Esteemed speakers included Raj Mariwala, Rohini Nilekani, Neerja Birla, Pheroza Godrej, Dr Prabha Chandra and Ashish Dhawan, alongside IMHA’s founding cohort members. The convening also underscored the urgent funding gap in mental health. It explored the role of private philanthropy in building a robust mental health ecosystem in India. Philanthropic capital is essential for catalysing cross-sectoral collaborations, creating knowledge assets and building capacities for mental healthcare professionals and systems.

IMHA also launched India’s most robust Knowledge Centre for Mental Health today —a dynamic platform designed to make mental health knowledge accessible, searchable, and actionable. The centre currently hosts over 300 curated resources, including toolkits, research reports, case studies, policy briefs, thematic studies, and lived experience narratives, available across a wide range of formats such as podcasts, blogs, manuals, stories, posters, documentaries, and academic articles. More than just a library, it is envisioned as a space for shared learning and collective action. 

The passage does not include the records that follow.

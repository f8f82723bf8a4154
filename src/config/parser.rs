//! Generic configuration parsing utilities.
//!
//! TOML parsing with the file path attached to every error:
//!
//! ```text
//! Failed to parse config file: /home/me/.config/release-templates/config.toml
//! Caused by:
//!     invalid type: string "yes", expected a boolean
//! ```

use anyhow::{Context, Result};
use std::path::Path;

/// Read and parse a TOML file into `T`.
///
/// # Errors
///
/// Returns an error if the file cannot be read or is not valid TOML for `T`.
pub async fn parse_config<T>(path: &Path) -> Result<T>
where
    T: serde::de::DeserializeOwned,
{
    let content = tokio::fs::read_to_string(path)
        .await
        .with_context(|| format!("Failed to read config file: {}", path.display()))?;

    parse_toml(&content, path)
}

/// Parse TOML text; `origin` is only used in the error message.
pub fn parse_toml<T>(content: &str, origin: &Path) -> Result<T>
where
    T: serde::de::DeserializeOwned,
{
    toml::from_str(content)
        .with_context(|| format!("Failed to parse config file: {}", origin.display()))
}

Neha Kirpal, Founding Cohort Member of IMHA, said, “In just one year, IMHA has grown from a shared conviction to a driving force by bringing together over 220 member organisations. This reflects the urgent and widely felt need for collaboration, and the cross-sectoral readiness to move the needle on systemic change for mental healthcare. Our aim is learning, collaboration and impact, without which we cannot achieve a robust mental health ecosystem for one billion people. Today’s convening is a clarion call for collaborators, funders, and organisations to join us towards this critical developmental goal.”

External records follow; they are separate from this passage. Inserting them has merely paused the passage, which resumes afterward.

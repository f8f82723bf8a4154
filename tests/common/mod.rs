//! Common test utilities for release-templates integration tests

// Not every helper is used by every test module
#![allow(dead_code)]

use anyhow::{Context, Result};
use assert_cmd::Command;
use std::path::{Path, PathBuf};
use tempfile::TempDir;

/// Scratch directory holding CLI input files and an empty config file, so runs
/// never pick up the developer's own configuration.
pub struct TestWorkspace {
    temp: TempDir,
    config: PathBuf,
}

impl TestWorkspace {
    pub fn new() -> Result<Self> {
        let temp = TempDir::new().context("Failed to create workspace")?;
        let config = temp.path().join("config.toml");
        std::fs::write(&config, "")?;
        Ok(Self {
            temp,
            config,
        })
    }

    pub fn path(&self) -> &Path {
        self.temp.path()
    }

    pub fn config_path(&self) -> &Path {
        &self.config
    }

    /// Write `content` to `name` inside the workspace and return its path.
    pub fn write(&self, name: &str, content: &str) -> Result<PathBuf> {
        let path = self.temp.path().join(name);
        std::fs::write(&path, content).with_context(|| format!("Failed to write {name}"))?;
        Ok(path)
    }

    /// Run the binary with `--config <empty>` prepended.
    pub fn run(&self, args: &[&str]) -> Result<CommandOutput> {
        let output = Command::cargo_bin("release-templates")?
            .arg("--config")
            .arg(&self.config)
            .args(args)
            .env_remove("RUST_LOG")
            .env("NO_COLOR", "1")
            .output()
            .context("Failed to run release-templates")?;

        Ok(CommandOutput {
            stdout: String::from_utf8_lossy(&output.stdout).into_owned(),
            stderr: String::from_utf8_lossy(&output.stderr).into_owned(),
            success: output.status.success(),
            code: output.status.code(),
        })
    }
}

/// Command output helper
pub struct CommandOutput {
    pub stdout: String,
    pub stderr: String,
    pub success: bool,
    pub code: Option<i32>,
}

impl CommandOutput {
    /// Assert the command succeeded
    pub fn assert_success(&self) -> &Self {
        assert!(
            self.success,
            "Command failed with code {:?}\nStderr: {}",
            self.code, self.stderr
        );
        self
    }

    /// Assert the command exited with status 1
    pub fn assert_failure(&self) -> &Self {
        assert_eq!(self.code, Some(1), "Expected exit code 1\nStdout: {}", self.stdout);
        self
    }

    pub fn assert_stdout_contains(&self, text: &str) -> &Self {
        assert!(
            self.stdout.contains(text),
            "Expected stdout to contain '{}'\nActual stdout: {}",
            text,
            self.stdout
        );
        self
    }

    pub fn assert_stderr_contains(&self, text: &str) -> &Self {
        assert!(
            self.stderr.contains(text),
            "Expected stderr to contain '{}'\nActual stderr: {}",
            text,
            self.stderr
        );
        self
    }
}

/// Links YAML with a single `cloud_controller` instance `a-b-c-d`.
pub const CLOUD_CONTROLLER_LINKS: &str = r#"
- name: cloud_controller
  type: cloud_controller
  instances:
    - id: a-b-c-d
"#;

/// Properties YAML satisfying the binding cache's required `bpm.yml` properties.
pub const BINDING_CACHE_PROPERTIES: &str = r#"
api:
  tls:
    cn: CN
tls:
  cn: CN
aggregate_drain_certificates: aggregate_drain_certificates
external_port: 8888
"#;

IMHA is advancing a community-centred, developmental approach to mental healthcare. A core part of this effort is capacity building, with programmes that have already trained over 2,000 people across 100+ cities. IMHA’s capacity-building model is rooted in shared learning, reflective spaces, and care that integrates both clinical expertise and the lived experience of individuals and communities. Flagship initiatives include The Therapist’s Compass—a training programme for early-career psychologists, the Neuro-Dramatic Play Programme—a play-based training for psychologists and educators, and soon to launch an early career psychiatrists training programme later this year.

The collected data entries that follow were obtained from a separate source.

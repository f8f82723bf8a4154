//! Translation of Tera errors into [`RenderError`].
//!
//! Template functions fail with a typed [`RenderError`] chained inside a
//! `tera::Error`. Tera wraps that again (function call, then render), so the
//! original is recovered by walking the source chain. Everything else becomes an
//! [`RenderError::UndefinedVariable`] or [`RenderError::TemplateSyntax`] with a
//! message stripped of Tera's internal noise.

use regex::Regex;
use std::error::Error as StdError;
use tera::Context as TeraContext;

use crate::core::{RenderError, find_similar};

/// Wrap a typed error so it survives the trip through Tera.
pub(crate) fn to_tera_error(err: RenderError) -> tera::Error {
    tera::Error::chain(err.to_string(), err)
}

/// The first [`RenderError`] in the source chain of a Tera error, if any.
pub fn find_render_error(error: &tera::Error) -> Option<RenderError> {
    let mut current: Option<&(dyn StdError + 'static)> = Some(error as &(dyn StdError + 'static));
    while let Some(err) = current {
        if let Some(render_error) = err.downcast_ref::<RenderError>() {
            return Some(render_error.clone());
        }
        current = err.source();
    }
    None
}

/// Convert a Tera error raised while parsing or rendering `template`.
pub fn from_tera_error(
    error: &tera::Error,
    template: &str,
    context: &TeraContext,
) -> RenderError {
    if let Some(render_error) = find_render_error(error) {
        return render_error;
    }

    let message = format_tera_error(error, template);

    if let Some(variable) = extract_variable_name(&message) {
        let available = available_variables(context);
        return RenderError::UndefinedVariable {
            template: template.to_string(),
            suggestions: find_similar(&variable, &available),
            variable,
        };
    }

    RenderError::TemplateSyntax {
        template: template.to_string(),
        line: extract_line(&message),
        message,
    }
}

/// Join the messages of the whole error chain, dropping the generic
/// "Failed to render/parse" wrappers.
pub fn format_tera_error(error: &tera::Error, template: &str) -> String {
    let wrappers = [
        format!("Failed to render '{template}'"),
        format!("Failed to render {template:?}"),
        format!("Failed to parse '{template}'"),
        format!("Failed to parse {template:?}"),
    ];

    let mut messages = Vec::new();
    let mut current: Option<&(dyn StdError + 'static)> = Some(error as &(dyn StdError + 'static));
    while let Some(err) = current {
        let mut cleaned = err.to_string();
        for wrapper in &wrappers {
            cleaned = cleaned.replace(wrapper.as_str(), "");
        }
        let cleaned = cleaned.trim();
        if !cleaned.is_empty() {
            messages.push(cleaned.to_string());
        }
        current = err.source();
    }

    if messages.is_empty() {
        "Template syntax error".to_string()
    } else {
        messages.join("\n  → ")
    }
}

/// Variable name from "Variable `foo` not found ..." messages.
fn extract_variable_name(message: &str) -> Option<String> {
    let re = Regex::new(r"Variable `([^`]+)` not found").ok()?;
    re.captures(message).and_then(|caps| caps.get(1)).map(|m| m.as_str().to_string())
}

/// Line from a pest-style location marker (` --> 3:7`).
fn extract_line(message: &str) -> Option<usize> {
    let re = Regex::new(r"-->\s*(\d+):(\d+)").ok()?;
    re.captures(message)
        .and_then(|caps| caps.get(1))
        .and_then(|m| m.as_str().parse::<usize>().ok())
}

/// Dotted paths of the context, two levels deep.
fn available_variables(context: &TeraContext) -> Vec<String> {
    let mut vars = Vec::new();
    if let serde_json::Value::Object(root) = context.clone().into_json() {
        for (key, value) in root {
            vars.push(key.clone());
            if let serde_json::Value::Object(child) = value {
                vars.extend(child.keys().map(|k| format!("{key}.{k}")));
            }
        }
    }
    vars
}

Vasvi Bharat Ram, Joint Vice Chairperson, The Shri Ram Schools and Founding Trustee, IMHA, added, “Our goal is to mainstream mental health as a core developmental issue in India and recognise it as an essential dimension across sectors, influence national policy and secure the unrestricted funding needed to do the foundational work required. I’m deeply grateful for the growing base of philanthropists making commitments towards mental health- specially Manisha Dhawan of Convergence Foundation and Pheroza Godrej of Raika Godrej Family Trust who have joined us recently. We need more partners, collaborators, and funders who, I hope, will join us in this worthwhile journey to create a robust mental healthcare ecosystem in India.”

As India’s mental health movement shifts from silos to systems thinking, IMHA stands at the forefront– not as a single organisation, but as a living alliance of voices, values, and visions. For professionals, it is a space to learn, lead and lean on each other. For mental health delivery and community organisations, it offers partnerships and the power of scale. For funders and institutions, it is a platform that represents the breadth and diversity of India’s mental health ecosystem– one that has started to build out the possibilities of collaborative care.